English Court Finally Figures Out What A Woman Is
On April 15, 2025, the UK Supreme Court delivered a landmark ruling, determining that the legal definition of a “woman” under the Equality Act 2010 is based on biological sex, not gender identity. The case arose from a challenge by the campaign group For Women Scotland against the Scottish government, which had argued that transgender women with a Gender Recognition Certificate (GRC) should be legally recognized as women under the Act. The five justices, in a unanimous decision, rejected this position, with Lord Patrick Hodge emphasizing that the terms “woman” and “sex” refer strictly to biological females. This ruling clarified that transgender women, even those with a GRC, do not fall under the legal definition of a woman for the purposes of sex-based protections, potentially impacting access to women-only spaces like refuges, hospital wards, and sports facilities across England, Scotland, and Wales.

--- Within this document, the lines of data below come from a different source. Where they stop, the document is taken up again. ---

//! Collaborators at the edge of the engine: asset sources, stress datasets,
//! result sinks and report writers.

pub mod memory;
pub mod real;
pub mod traits;
pub mod writers;

pub use memory::{InMemoryAssetSource, InMemorySink, ReferenceDataset};
pub use real::{parse_assets, JsonAssetFile, JsonDirectorySink, JsonStressDataset};
pub use traits::{AssetSource, ResultSink, StressDataset};
pub use writers::{create_writer, AssessmentReport, AssetFailure, OutputFormat, OutputWriter};

#[cfg(test)]
mod tests {
    use super::*;
    use crate::config::EngineConfig;
    use crate::core::AssetId;
    use crate::damage::test_support::carbon_steel_pipe;
    use crate::errors::CalcError;
    use crate::orchestrator::RecalculationOrchestrator;
    use tempfile::TempDir;

    #[test]
    fn test_persist_round_trip_in_memory() {
        let source = InMemoryAssetSource::new(vec![carbon_steel_pipe()]);
        let sink = InMemorySink::new();
        let engine = RecalculationOrchestrator::with_reference_table(EngineConfig::default());

        let id = AssetId::new("P-100");
        let result = engine.recalculate_and_persist(&id, &source, &sink).unwrap();
        assert_eq!(sink.latest(&id).unwrap(), Some(result));
    }

    #[test]
    fn test_unknown_asset_is_a_source_error() {
        let source = InMemoryAssetSource::default();
        let sink = InMemorySink::new();
        let engine = RecalculationOrchestrator::with_reference_table(EngineConfig::default());
        let err = engine
            .recalculate_and_persist(&AssetId::new("nope"), &source, &sink)
            .unwrap_err();
        assert!(matches!(err, CalcError::Source(_)));
        assert!(sink.results().unwrap().is_empty());
    }

    #[test]
    fn test_json_files() {
        let dir = TempDir::new().unwrap();
        let assets_path = dir.path().join("assets.json");
        std::fs::write(
            &assets_path,
            serde_json::to_string(&carbon_steel_pipe()).unwrap(),
        )
        .unwrap();
        let source = JsonAssetFile::open(&assets_path).unwrap();
        assert_eq!(source.asset_ids().unwrap(), vec![AssetId::new("P-100")]);

        let rows_path = dir.path().join("rows.json");
        std::fs::write(
            &rows_path,
            r#"[{"material_id":"M1","temperature_c":20.0,"stress_mpa":250.0},
                {"material_id":"M1","temperature_c":100.0,"stress_mpa":230.0}]"#,
        )
        .unwrap();
        let table = JsonStressDataset::new(&rows_path).stress_table().unwrap();
        assert_eq!(table.lookup("M1", 60.0).value(), Some(240.0));

        let sink = JsonDirectorySink::new(dir.path().join("out")).unwrap();
        let engine = RecalculationOrchestrator::with_reference_table(EngineConfig::default());
        let result = engine
            .recalculate_and_persist(&AssetId::new("P-100"), &source, &sink)
            .unwrap();
        assert!(sink.path_for(&result).exists());
    }

    #[test]
    fn test_malformed_asset_file() {
        let dir = TempDir::new().unwrap();
        let path = dir.path().join("bad.json");
        std::fs::write(&path, "{\"asset_id\": 3}").unwrap();
        assert!(matches!(
            JsonAssetFile::open(&path).unwrap_err(),
            CalcError::Source(_)
        ));
    }
}
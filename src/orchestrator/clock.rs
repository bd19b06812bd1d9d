use chrono::{DateTime, Utc};

/// Source of the `computed_at` timestamp.
pub trait Clock: Send + Sync {
    fn now(&self) -> DateTime<Utc>;
}

#[derive(Debug, Clone, Copy, Default)]
pub struct SystemClock;

impl Clock for SystemClock {
    fn now(&self) -> DateTime<Utc> {
        Utc::now()
    }
}

/// Always returns the same instant. Used by tests and reproducible runs.
#[derive(Debug, Clone, Copy)]
pub struct FixedClock(pub DateTime<Utc>);

impl Clock for FixedClock {
    fn now(&self) -> DateTime<Utc> {
        self.0
    }
}
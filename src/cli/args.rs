use crate::io::OutputFormat;
use clap::{Parser, Subcommand};
use std::path::PathBuf;

#[derive(Parser, Debug)]
#[command(name = "rbi")]
#[command(about = "Risk-based inspection damage-factor and risk-assessment engine", long_about = None)]
#[command(version)]
pub struct Cli {
    /// Increase log verbosity (-v info, -vv debug, -vvv trace)
    #[arg(short = 'v', long = "verbose", action = clap::ArgAction::Count, global = true)]
    pub verbosity: u8,

    #[command(subcommand)]
    pub command: Commands,
}

#[derive(Subcommand, Debug)]
pub enum Commands {
    /// Recalculate risk for every asset in a JSON file
    Assess {
        /// JSON file holding one asset or an array of assets
        assets: PathBuf,

        /// JSON allowable-stress rows; defaults to the built-in dataset
        #[arg(long = "stress-table")]
        stress_table: Option<PathBuf>,

        /// Configuration file (otherwise `.rbi.toml` is searched for)
        #[arg(short, long)]
        config: Option<PathBuf>,

        /// Output format
        #[arg(short, long, value_enum, default_value = "terminal")]
        format: OutputFormat,

        /// Write the report to a file instead of stdout
        #[arg(short, long)]
        output: Option<PathBuf>,

        /// Also persist each result as JSON into this directory
        #[arg(long)]
        persist: Option<PathBuf>,

        /// Worker threads (0 = all cores)
        #[arg(short = 'j', long = "jobs", default_value = "0")]
        jobs: usize,

        /// Evaluate assets and mechanisms sequentially
        #[arg(long = "no-parallel")]
        no_parallel: bool,
    },

    /// Look up the allowable stress for a material at a temperature
    Stress {
        #[arg(short, long)]
        material: String,

        /// Temperature in °C
        #[arg(short, long, allow_hyphen_values = true)]
        temperature: f64,

        #[arg(long = "stress-table")]
        stress_table: Option<PathBuf>,
    },

    /// Minimum required wall thickness from the thin-wall relation
    Tmin {
        /// Design pressure (MPa)
        #[arg(long)]
        pressure: f64,

        /// Allowable stress (MPa)
        #[arg(long)]
        stress: f64,

        /// Weld joint efficiency in (0, 1]
        #[arg(long, default_value = "1.0")]
        efficiency: f64,

        /// Internal diameter (mm)
        #[arg(long)]
        diameter: f64,
    },

    /// Write a default `.rbi.toml`
    Init {
        /// Overwrite an existing file
        #[arg(short, long)]
        force: bool,
    },
}

pub fn parse_args() -> Cli {
    Cli::parse()
}

#[cfg(test)]
mod tests {
    use super::*;
    use clap::CommandFactory;

    #[test]
    fn test_cli_definition_is_consistent() {
        Cli::command().debug_assert();
    }

    #[test]
    fn test_parse_assess_defaults() {
        let cli = Cli::try_parse_from(["rbi", "assess", "assets.json"]).unwrap();
        match cli.command {
            Commands::Assess {
                format, jobs, no_parallel, ..
            } => {
                assert_eq!(format, OutputFormat::Terminal);
                assert_eq!(jobs, 0);
                assert!(!no_parallel);
            }
            other => panic!("unexpected command {:?}", other),
        }
    }

    #[test]
    fn test_negative_temperature_is_accepted() {
        let cli = Cli::try_parse_from([
            "rbi", "stress", "--material", "SA-333-6", "--temperature", "-40",
        ])
        .unwrap();
        assert!(matches!(cli.command, Commands::Stress { temperature, .. } if temperature == -40.0));
    }
}
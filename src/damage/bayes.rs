//! Bayesian damage-state update and reliability-index damage factor shared by
//! the wall-loss mechanisms (thinning, external corrosion, CUI).
//!
//! Three damage states are considered: the observed rate is right (state 1),
//! up to twice as high (state 2), or up to four times as high (state 3).
//! Inspection history updates the prior probability of each state; the
//! damage factor is the posterior-weighted probability of failure divided by
//! the generic failure probability at which the factor equals one.

use crate::core::{DataConfidence, InspectionCounts, PriorConfidence};

/// Damage-state multipliers on the observed corrosion rate.
pub const DAMAGE_STATES: [f64; 3] = [1.0, 2.0, 4.0];

const COV_THICKNESS: f64 = 0.20;
const COV_FLOW_STRESS: f64 = 0.20;
const COV_PRESSURE: f64 = 0.05;

/// Failure probability that maps to a damage factor of one.
pub const REFERENCE_FAILURE_PROBABILITY: f64 = 1.56e-4;

/// Allowable stress as a fraction of flow stress for common ferritic steels.
pub const STRESS_TO_FLOW_RATIO: f64 = 1.0 / 3.0;

/// Minimum structural thickness (mm).
pub const MIN_STRUCTURAL_THICKNESS_MM: f64 = 2.54;

pub fn prior_probabilities(confidence: PriorConfidence) -> [f64; 3] {
    match confidence {
        PriorConfidence::Low => [0.5, 0.3, 0.2],
        PriorConfidence::Medium => [0.7, 0.2, 0.1],
        PriorConfidence::High => [0.8, 0.15, 0.05],
    }
}

/// Probability that an inspection of the given class reports each state.
pub fn conditional_probabilities(class: DataConfidence) -> [f64; 3] {
    match class {
        DataConfidence::A => [0.9, 0.09, 0.01],
        DataConfidence::B => [0.7, 0.2, 0.1],
        DataConfidence::C => [0.5, 0.3, 0.2],
        DataConfidence::D => [0.4, 0.33, 0.27],
    }
}

/// Posterior damage-state probabilities after the counted inspections.
///
/// Works in log space so long inspection histories don't underflow.
pub fn posterior(prior: PriorConfidence, counts: &InspectionCounts) -> [f64; 3] {
    let priors = prior_probabilities(prior);
    let mut log_weights = priors.map(f64::ln);

    for class in DataConfidence::ALL {
        let n = f64::from(counts.count(class));
        if n == 0.0 {
            continue;
        }
        let conditional = conditional_probabilities(class);
        for (weight, p) in log_weights.iter_mut().zip(conditional) {
            *weight += n * p.ln();
        }
    }

    let max = log_weights.iter().copied().fold(f64::NEG_INFINITY, f64::max);
    let weights = log_weights.map(|w| (w - max).exp());
    let total: f64 = weights.iter().sum();
    weights.map(|w| w / total)
}

/// Strength ratio from the resolved minimum thickness.
pub fn strength_ratio(min_thickness_mm: f64, reading_thickness_mm: f64) -> f64 {
    STRESS_TO_FLOW_RATIO * min_thickness_mm.max(MIN_STRUCTURAL_THICKNESS_MM) / reading_thickness_mm
}

/// Reliability index for one damage state.
pub fn reliability_index(damage_state: f64, art: f64, strength_ratio: f64) -> f64 {
    let loss = damage_state * art;
    let numerator = 1.0 - loss - strength_ratio;
    let variance = (loss * COV_THICKNESS).powi(2)
        + ((1.0 - loss) * COV_FLOW_STRESS).powi(2)
        + (strength_ratio * COV_PRESSURE).powi(2);
    numerator / variance.sqrt()
}

/// Damage factor from the wall-loss fraction `art`, the strength ratio and
/// the posterior state probabilities.
pub fn wall_loss_damage_factor(art: f64, strength_ratio: f64, posterior: &[f64; 3]) -> f64 {
    let failure_probability: f64 = DAMAGE_STATES
        .iter()
        .zip(posterior)
        .map(|(ds, p)| p * normal_cdf(-reliability_index(*ds, art, strength_ratio)))
        .sum();
    failure_probability / REFERENCE_FAILURE_PROBABILITY
}

/// Standard normal cumulative distribution.
pub fn normal_cdf(x: f64) -> f64 {
    0.5 * erfc(-x / std::f64::consts::SQRT_2)
}

/// Complementary error function, Chebyshev fit with fractional error below
/// 1.2e-7 everywhere.
fn erfc(x: f64) -> f64 {
    let z = x.abs();
    let t = 1.0 / (1.0 + 0.5 * z);
    let poly = -z * z - 1.265_512_23
        + t * (1.000_023_68
            + t * (0.374_091_96
                + t * (0.096_784_18
                    + t * (-0.186_288_06
                        + t * (0.278_868_07
                            + t * (-1.135_203_98
                                + t * (1.488_515_87 + t * (-0.822_152_23 + t * 0.170_872_77))))))));
    let r = t * poly.exp();
    if x >= 0.0 {
        r
    } else {
        2.0 - r
    }
}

The decision followed years of legal battles, beginning with a 2018 Scottish law aimed at increasing female representation on public boards, which initially included transgender women in its definition of “woman.” For Women Scotland argued that this undermined sex-based rights, asserting that biological sex is an immutable characteristic critical for maintaining protections for women. The Supreme Court agreed, noting in its 88-page judgment that interpreting “sex” as anything other than biological would create practical difficulties for service providers, such as hospitals and sports clubs, who could not easily verify someone’s GRC status. While the court stressed that transgender individuals retain protections against discrimination under the Equality Act through the characteristic of gender reassignment, the ruling was celebrated by gender-critical campaigners as a victory for clarity, with figures like JK Rowling, who supported For Women Scotland, praising the outcome.
However, the ruling sparked significant backlash from transgender rights advocates, who called it a devastating blow to trans women’s legal recognition. Critics like Vic Valentine from Scottish Trans argued that the decision undercuts the purpose of the Gender Recognition Act, potentially excluding trans women from both men’s and women’s spaces, leaving them in a legal and social limbo. The UK government welcomed the ruling, stating it brought “clarity and confidence” for protecting single-sex spaces, but organizations like Stonewall and Amnesty UK warned of its “worrying” implications, urging lawmakers to update equality legislation. The debate now shifts back to the political arena, with calls to amend the Equality Act growing louder, as England grapples with balancing biological definitions of sex with the evolving understanding of gender identity in law and society.